ACTIVITY - Lines with the word "derive": copy all of them from the entries below.

********

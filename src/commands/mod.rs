use crate::commands::dsf::{InspectCommand, SplitCommand};
use clap::{Parser, Subcommand};

pub mod dsf;

/// CLI for splitting DSF images by CUE sheet without transcoding.
#[derive(Parser, Debug)]
#[command(author, version, about, long_about = None)]
pub struct Cli {
    #[command(subcommand)]
    pub command: Commands,
}

#[derive(Subcommand, Debug)]
pub enum Commands {
    Split(SplitCommand),
    Inspect(InspectCommand),
}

********

ANSWER TO THIS PROBLEM -
#[derive(Parser, Debug)]
#[derive(Subcommand, Debug)]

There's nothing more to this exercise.